Uma canção que faz do passado, do passado... Ah, o passado...

(Passado: Belo aos nossos olhos por ter sido encerrado, e melhor entendido quando visto de fora, por via de outros ventos, eis que aí possui uma verdadeira essência, ciclos encerrados, prolongando continuamente sua influência por toda vida; estranha dicotomia, não ser o mesmo e alguma coisa ainda ser, antes uma personagem, e depois uma fotografia, antes vivo, em seguida um sobrevivente do que um dia foi a vida; antes o acusado, depois a testemunha e no final, mais importante que contra ou a favor, é o ato de escolher, do que o indicado a preferido, assim juiz, de tal forma o passado é vingado, nada do que foi é mesmo o que hoje tem sido; como realmente saber o que é fato, se agora tua constância se desvia e teu equívoco rarefeito segue seguro um destino?)

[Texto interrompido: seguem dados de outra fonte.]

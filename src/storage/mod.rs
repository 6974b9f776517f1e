//! Storage for configuration, credentials, and processing settings.

pub mod config;
pub mod credentials;
pub mod paths;
pub mod settings;

pub use config::{
    Config, ConfigSource, ConfigSources, ResolvedConfig, file_log_level,
    ENV_CONFIG, ENV_JSON, ENV_NO_COLOR, ENV_NO_COLOR_STD,
    ENV_TIMEOUT, ENV_VERBOSE,
};
pub use credentials::{CredentialStore, Selection, key_format_warning};
pub use paths::AppPaths;
pub use settings::ProcessingSettings;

Quanta pretensão para uma só alma à toa como essa minha!
Diz ela que deseja dar o que a vida ainda não tem,
Ser o que ela não se tornou, sentir o que ela não ousaria
Transformar-se num sonho do qual ela nunca despertou,
Descobrir o que ela desconhece, criar o que ela não elaborou
E eis que, neste fado, enclausura-se de tudo e de todos
(Pode uma coisa dessas?)
Sem aspirar, qual donzela, nada menos que a presença do amor
Pretensão ou meta? Incoerência ou sentido?
De que valem todas essas palavras
Se não são capazes de roubar-me nada do que trago comigo?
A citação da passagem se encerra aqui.